[Collected data entries]
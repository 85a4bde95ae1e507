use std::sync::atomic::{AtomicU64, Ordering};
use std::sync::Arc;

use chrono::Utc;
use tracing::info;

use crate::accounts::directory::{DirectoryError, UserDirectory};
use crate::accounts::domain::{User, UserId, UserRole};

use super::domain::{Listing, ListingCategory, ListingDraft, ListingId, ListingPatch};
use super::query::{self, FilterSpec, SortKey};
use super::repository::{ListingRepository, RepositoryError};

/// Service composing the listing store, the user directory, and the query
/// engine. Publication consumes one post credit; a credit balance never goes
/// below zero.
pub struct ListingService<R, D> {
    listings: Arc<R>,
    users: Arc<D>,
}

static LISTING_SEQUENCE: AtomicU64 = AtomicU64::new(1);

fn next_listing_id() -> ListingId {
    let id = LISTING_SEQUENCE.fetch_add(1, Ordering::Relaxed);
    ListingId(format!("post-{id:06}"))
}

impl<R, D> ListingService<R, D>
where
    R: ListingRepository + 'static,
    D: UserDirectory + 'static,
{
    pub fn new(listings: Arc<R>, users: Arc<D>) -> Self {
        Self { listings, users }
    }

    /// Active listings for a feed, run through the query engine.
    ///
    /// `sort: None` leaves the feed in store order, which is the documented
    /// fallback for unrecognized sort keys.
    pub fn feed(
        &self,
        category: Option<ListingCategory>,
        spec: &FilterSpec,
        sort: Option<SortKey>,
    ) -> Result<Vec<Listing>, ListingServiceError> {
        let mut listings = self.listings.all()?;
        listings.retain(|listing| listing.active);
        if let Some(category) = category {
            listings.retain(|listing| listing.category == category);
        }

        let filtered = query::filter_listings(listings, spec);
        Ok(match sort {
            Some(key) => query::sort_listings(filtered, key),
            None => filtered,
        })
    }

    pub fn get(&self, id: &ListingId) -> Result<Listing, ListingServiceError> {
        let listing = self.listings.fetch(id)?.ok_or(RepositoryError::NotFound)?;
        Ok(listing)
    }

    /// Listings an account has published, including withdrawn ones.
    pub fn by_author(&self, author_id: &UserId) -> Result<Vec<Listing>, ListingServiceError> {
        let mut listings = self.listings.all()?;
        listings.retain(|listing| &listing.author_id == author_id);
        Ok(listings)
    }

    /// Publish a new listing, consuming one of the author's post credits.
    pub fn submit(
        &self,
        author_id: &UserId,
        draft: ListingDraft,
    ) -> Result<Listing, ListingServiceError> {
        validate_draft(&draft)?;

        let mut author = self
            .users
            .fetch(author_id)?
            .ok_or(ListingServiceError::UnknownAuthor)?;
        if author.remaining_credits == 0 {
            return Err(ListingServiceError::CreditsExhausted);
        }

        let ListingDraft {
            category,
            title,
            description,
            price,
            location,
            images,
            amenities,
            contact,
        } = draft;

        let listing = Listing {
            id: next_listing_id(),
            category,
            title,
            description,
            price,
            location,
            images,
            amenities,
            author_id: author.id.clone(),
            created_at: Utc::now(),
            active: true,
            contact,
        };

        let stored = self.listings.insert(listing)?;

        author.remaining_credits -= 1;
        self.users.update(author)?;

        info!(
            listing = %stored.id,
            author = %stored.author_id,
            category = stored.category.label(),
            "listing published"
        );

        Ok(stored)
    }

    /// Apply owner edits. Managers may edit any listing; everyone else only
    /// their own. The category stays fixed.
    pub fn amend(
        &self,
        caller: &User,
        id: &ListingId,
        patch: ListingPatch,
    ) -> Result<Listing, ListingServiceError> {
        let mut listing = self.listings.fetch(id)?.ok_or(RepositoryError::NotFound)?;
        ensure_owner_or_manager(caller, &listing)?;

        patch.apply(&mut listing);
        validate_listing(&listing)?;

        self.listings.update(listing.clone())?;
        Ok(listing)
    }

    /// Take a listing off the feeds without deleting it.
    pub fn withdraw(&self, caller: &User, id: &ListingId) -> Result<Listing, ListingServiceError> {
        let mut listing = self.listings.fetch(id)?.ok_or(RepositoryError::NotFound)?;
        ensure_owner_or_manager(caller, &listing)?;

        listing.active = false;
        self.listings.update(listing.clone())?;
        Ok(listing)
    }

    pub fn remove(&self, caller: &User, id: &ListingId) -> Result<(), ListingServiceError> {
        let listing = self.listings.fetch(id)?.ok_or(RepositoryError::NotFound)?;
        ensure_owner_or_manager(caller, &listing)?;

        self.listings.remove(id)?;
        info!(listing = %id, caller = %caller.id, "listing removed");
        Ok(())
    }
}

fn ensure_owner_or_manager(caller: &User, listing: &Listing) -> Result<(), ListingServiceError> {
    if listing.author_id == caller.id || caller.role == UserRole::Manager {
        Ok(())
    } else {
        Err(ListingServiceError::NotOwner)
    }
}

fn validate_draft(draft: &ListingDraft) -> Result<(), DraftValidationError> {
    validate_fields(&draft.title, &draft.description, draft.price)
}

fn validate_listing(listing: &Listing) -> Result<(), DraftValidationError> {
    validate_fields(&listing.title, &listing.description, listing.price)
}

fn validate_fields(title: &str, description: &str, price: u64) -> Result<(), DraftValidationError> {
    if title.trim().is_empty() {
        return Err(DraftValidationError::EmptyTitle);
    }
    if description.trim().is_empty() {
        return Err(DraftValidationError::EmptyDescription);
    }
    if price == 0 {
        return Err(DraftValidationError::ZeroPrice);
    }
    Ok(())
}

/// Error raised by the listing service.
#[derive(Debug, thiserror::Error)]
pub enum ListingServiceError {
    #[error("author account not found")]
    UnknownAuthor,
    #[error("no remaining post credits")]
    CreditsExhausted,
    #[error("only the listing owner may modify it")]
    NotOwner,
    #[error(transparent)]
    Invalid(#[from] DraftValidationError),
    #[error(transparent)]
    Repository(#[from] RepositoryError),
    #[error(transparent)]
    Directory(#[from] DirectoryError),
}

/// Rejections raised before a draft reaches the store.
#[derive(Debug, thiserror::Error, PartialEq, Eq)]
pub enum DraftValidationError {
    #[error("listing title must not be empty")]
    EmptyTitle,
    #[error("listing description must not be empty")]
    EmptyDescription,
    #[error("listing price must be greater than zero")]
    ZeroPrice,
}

[Requirement] All lines in the data above from the one with "and the query" through the one with "static LISTING_SEQUENCE: AtomicU64" must be repeated exactly, and no others.

[Result]
/// Service composing the listing store, the user directory, and the query
/// engine. Publication consumes one post credit; a credit balance never goes
/// below zero.
pub struct ListingService<R, D> {
    listings: Arc<R>,
    users: Arc<D>,
}

static LISTING_SEQUENCE: AtomicU64 = AtomicU64::new(1);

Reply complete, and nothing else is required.